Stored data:
····················

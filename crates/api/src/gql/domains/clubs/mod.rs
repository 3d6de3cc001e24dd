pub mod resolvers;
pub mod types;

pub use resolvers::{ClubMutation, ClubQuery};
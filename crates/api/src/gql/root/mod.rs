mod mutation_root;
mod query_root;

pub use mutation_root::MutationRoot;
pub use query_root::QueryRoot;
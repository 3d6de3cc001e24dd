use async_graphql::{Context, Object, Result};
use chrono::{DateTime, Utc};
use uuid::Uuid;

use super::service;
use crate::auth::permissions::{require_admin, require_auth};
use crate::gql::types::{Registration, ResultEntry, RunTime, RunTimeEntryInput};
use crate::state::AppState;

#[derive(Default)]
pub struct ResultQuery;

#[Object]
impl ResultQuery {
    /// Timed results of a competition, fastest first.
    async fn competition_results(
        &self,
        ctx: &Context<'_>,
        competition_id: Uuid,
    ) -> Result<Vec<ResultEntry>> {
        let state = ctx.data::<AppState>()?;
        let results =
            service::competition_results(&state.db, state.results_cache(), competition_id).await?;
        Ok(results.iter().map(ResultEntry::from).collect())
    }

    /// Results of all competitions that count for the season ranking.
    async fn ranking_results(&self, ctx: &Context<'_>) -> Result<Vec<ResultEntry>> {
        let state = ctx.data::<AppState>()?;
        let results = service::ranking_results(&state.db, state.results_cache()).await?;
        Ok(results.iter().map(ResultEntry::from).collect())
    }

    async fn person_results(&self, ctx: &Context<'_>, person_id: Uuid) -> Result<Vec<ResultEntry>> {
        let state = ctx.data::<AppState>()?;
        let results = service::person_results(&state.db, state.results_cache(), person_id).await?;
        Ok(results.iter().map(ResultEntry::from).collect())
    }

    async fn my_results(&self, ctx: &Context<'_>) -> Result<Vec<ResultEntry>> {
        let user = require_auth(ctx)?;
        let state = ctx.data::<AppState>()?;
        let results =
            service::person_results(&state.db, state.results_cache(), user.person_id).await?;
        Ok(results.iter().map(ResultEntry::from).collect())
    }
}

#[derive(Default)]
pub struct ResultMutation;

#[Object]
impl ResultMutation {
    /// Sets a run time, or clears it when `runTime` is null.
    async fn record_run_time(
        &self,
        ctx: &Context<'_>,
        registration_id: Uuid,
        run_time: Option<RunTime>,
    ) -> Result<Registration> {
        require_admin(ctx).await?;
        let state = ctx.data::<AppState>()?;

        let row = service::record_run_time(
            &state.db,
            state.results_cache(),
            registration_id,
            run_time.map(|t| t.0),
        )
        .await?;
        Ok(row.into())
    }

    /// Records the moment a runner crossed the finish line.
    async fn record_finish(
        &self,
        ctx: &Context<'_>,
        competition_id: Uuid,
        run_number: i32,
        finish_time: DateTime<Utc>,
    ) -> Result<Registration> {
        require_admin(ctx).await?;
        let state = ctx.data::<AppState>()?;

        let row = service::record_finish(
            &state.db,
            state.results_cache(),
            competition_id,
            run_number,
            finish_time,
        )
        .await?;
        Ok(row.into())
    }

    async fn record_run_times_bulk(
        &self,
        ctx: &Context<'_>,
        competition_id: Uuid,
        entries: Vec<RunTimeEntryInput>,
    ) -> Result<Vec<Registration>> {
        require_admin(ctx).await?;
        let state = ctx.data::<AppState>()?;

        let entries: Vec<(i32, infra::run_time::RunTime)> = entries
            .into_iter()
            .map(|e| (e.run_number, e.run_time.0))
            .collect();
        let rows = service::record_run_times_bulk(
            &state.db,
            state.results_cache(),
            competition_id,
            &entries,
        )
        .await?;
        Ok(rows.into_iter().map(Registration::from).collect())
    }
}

····················

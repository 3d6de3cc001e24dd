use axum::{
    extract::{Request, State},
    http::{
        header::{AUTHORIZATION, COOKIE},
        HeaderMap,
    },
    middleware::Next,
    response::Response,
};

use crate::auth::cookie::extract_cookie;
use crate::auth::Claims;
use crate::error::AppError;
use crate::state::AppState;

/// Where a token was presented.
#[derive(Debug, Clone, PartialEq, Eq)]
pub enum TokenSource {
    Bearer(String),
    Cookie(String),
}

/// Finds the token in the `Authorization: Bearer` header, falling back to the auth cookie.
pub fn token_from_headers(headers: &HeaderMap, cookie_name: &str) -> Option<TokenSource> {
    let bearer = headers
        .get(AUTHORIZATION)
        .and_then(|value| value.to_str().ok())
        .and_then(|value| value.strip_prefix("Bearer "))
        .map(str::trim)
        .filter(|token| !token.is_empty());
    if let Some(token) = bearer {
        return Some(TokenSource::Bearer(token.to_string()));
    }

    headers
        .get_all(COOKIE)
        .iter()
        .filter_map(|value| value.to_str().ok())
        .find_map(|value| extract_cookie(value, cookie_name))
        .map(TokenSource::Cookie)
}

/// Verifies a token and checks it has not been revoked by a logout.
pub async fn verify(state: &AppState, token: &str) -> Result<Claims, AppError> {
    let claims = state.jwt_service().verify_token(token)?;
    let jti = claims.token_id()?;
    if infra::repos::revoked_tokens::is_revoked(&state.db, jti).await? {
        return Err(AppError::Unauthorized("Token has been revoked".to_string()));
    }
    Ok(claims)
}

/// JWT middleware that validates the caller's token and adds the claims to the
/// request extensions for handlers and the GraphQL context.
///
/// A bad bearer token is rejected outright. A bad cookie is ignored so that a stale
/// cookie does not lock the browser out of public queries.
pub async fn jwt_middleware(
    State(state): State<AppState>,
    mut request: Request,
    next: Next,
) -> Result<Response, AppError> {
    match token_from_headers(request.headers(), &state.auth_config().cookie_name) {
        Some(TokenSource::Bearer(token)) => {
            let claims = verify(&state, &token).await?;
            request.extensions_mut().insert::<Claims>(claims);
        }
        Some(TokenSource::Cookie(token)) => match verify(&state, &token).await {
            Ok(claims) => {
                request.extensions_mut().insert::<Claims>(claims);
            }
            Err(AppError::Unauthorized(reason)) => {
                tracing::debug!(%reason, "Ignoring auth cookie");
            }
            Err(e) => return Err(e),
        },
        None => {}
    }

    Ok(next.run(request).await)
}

····················

- **What is needed**
Of the records above, copy each line that includes "user".

- **Expected output**
        let user = require_auth(ctx)?;
            service::person_results(&state.db, state.results_cache(), user.person_id).await?;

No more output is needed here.